TASK TO COMPLETE -> In the records that come next, find every line with "conversation". Return those lines.

TASK INPUT ->
..............................

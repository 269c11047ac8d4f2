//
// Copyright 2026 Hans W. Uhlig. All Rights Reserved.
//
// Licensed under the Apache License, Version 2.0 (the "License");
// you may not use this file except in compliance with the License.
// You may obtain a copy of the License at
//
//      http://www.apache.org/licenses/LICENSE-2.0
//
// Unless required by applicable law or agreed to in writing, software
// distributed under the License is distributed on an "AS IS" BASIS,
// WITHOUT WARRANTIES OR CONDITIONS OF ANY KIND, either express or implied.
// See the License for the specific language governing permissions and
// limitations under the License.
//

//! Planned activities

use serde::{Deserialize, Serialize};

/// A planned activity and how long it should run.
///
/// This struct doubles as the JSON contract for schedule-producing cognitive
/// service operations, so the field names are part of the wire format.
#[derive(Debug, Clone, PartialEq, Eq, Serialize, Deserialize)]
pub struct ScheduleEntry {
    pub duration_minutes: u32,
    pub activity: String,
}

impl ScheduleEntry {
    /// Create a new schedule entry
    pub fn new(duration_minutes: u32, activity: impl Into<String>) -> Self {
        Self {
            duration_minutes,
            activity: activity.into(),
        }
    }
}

..............................

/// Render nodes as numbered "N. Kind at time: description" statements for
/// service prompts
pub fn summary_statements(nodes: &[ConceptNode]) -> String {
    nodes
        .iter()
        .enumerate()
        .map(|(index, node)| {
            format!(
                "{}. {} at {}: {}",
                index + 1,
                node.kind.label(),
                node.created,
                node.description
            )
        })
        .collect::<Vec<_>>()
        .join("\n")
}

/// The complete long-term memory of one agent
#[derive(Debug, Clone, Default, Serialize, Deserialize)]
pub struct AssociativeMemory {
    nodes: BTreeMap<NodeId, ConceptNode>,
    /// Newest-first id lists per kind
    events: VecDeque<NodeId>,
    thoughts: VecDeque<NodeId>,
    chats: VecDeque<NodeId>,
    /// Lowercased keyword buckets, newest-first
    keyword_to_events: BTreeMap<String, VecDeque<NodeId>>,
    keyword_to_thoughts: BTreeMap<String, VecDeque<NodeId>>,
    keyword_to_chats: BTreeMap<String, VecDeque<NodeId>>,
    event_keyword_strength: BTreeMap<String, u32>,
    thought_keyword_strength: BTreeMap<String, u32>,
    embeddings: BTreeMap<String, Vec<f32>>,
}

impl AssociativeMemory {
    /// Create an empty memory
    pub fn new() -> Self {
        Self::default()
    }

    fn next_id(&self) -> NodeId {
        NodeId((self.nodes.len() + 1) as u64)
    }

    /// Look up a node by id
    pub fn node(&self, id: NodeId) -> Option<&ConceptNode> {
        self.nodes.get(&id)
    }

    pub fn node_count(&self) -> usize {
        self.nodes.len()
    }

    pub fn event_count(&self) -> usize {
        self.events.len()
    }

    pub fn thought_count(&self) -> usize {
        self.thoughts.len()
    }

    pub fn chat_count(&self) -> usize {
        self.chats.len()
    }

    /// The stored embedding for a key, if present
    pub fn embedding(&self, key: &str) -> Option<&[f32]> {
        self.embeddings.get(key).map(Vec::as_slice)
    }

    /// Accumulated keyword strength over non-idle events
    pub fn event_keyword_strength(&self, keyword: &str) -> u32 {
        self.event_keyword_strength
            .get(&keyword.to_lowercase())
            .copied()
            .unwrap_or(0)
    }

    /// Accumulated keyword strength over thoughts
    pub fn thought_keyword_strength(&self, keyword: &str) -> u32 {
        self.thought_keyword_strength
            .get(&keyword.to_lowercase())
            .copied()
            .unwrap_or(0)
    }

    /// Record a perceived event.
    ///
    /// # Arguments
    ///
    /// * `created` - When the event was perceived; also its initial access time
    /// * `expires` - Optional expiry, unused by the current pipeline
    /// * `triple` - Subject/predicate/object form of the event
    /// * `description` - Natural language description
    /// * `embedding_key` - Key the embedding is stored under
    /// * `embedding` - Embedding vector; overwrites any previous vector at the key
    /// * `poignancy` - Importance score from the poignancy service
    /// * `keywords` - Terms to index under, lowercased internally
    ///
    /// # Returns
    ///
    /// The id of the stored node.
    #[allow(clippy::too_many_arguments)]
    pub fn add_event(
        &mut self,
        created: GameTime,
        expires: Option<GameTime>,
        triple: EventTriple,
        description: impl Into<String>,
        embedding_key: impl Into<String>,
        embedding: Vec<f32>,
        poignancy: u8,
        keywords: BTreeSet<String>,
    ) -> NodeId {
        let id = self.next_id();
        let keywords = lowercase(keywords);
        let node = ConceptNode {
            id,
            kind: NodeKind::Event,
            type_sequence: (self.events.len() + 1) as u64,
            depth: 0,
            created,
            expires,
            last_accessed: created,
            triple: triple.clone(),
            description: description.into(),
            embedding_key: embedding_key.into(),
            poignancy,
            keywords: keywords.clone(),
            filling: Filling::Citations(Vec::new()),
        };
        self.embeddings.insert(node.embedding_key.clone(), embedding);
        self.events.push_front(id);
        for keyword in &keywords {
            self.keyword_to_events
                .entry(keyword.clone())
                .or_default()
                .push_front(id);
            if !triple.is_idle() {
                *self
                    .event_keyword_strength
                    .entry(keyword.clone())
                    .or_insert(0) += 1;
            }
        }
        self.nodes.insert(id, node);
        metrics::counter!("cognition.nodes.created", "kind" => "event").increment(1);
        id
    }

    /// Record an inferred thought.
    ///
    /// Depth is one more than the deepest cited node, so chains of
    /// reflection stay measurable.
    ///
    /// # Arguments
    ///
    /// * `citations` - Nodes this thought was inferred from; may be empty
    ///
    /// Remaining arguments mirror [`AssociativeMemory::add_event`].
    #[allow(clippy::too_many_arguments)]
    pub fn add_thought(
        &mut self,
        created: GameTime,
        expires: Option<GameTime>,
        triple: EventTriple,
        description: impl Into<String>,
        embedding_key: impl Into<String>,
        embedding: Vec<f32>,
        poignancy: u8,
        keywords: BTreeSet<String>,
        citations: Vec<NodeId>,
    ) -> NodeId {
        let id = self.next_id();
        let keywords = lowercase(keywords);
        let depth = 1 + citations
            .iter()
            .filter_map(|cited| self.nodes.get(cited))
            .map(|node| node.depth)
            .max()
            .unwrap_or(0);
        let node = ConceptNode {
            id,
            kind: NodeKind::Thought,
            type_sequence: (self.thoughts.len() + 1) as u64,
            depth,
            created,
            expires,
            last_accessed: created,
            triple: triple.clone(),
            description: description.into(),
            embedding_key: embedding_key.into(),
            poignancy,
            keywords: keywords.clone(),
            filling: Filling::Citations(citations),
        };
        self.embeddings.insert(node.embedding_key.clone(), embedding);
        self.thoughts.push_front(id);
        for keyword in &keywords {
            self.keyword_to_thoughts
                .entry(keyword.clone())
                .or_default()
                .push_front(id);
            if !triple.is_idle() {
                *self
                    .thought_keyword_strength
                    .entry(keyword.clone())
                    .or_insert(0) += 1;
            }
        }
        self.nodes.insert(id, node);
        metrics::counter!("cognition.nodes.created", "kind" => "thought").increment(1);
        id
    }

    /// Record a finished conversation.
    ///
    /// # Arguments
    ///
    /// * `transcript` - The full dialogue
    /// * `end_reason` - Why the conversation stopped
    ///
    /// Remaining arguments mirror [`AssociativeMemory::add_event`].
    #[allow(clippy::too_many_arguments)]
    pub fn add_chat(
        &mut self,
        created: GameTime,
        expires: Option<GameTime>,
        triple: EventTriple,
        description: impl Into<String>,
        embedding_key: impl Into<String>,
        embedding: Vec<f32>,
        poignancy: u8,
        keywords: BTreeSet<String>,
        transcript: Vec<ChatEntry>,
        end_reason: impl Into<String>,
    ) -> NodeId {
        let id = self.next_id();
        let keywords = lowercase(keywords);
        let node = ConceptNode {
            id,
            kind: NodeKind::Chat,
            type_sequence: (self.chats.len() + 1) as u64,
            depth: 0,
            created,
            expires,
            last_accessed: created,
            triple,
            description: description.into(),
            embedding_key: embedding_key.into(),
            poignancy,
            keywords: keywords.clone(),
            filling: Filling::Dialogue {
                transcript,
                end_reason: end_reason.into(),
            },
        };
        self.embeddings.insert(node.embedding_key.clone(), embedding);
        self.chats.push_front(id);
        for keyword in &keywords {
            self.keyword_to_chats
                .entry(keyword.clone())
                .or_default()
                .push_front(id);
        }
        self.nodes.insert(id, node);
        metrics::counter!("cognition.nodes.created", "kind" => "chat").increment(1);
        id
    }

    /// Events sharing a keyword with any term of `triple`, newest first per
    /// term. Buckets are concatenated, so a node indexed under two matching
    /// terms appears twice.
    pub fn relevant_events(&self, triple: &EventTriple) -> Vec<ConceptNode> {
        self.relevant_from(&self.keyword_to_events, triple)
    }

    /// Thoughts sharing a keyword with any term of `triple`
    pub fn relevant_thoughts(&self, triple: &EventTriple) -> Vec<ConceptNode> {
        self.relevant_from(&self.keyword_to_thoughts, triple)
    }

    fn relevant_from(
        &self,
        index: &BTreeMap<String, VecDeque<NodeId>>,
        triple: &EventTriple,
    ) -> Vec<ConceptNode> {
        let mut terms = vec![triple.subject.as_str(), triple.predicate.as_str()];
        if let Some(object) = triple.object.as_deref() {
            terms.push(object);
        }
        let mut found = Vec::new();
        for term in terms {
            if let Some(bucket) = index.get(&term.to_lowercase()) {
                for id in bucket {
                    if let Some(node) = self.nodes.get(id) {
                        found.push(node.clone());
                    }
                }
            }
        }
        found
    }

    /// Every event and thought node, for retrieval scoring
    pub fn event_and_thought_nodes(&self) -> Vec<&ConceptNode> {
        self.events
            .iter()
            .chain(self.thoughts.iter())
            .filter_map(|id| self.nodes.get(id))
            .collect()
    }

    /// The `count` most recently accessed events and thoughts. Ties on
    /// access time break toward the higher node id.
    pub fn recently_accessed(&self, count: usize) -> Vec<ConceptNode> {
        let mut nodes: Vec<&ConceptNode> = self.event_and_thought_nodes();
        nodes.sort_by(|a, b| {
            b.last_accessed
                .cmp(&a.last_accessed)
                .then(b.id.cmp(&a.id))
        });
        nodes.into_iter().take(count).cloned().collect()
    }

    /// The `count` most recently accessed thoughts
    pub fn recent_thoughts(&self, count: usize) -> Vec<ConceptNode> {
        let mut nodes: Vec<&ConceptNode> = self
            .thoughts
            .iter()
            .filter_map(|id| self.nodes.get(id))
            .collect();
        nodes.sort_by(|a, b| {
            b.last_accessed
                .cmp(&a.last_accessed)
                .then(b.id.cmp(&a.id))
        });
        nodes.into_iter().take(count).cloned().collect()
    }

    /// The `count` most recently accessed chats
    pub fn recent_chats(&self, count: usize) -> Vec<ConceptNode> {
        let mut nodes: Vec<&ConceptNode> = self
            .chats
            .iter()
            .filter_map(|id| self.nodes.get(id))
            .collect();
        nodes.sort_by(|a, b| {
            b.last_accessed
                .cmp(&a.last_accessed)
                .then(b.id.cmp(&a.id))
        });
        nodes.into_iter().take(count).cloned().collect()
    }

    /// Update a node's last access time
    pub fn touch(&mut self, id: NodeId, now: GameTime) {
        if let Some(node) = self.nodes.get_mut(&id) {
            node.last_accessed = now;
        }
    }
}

..............................

PROBLEM SOLUTION ->
    /// Record a finished conversation.
    /// * `end_reason` - Why the conversation stopped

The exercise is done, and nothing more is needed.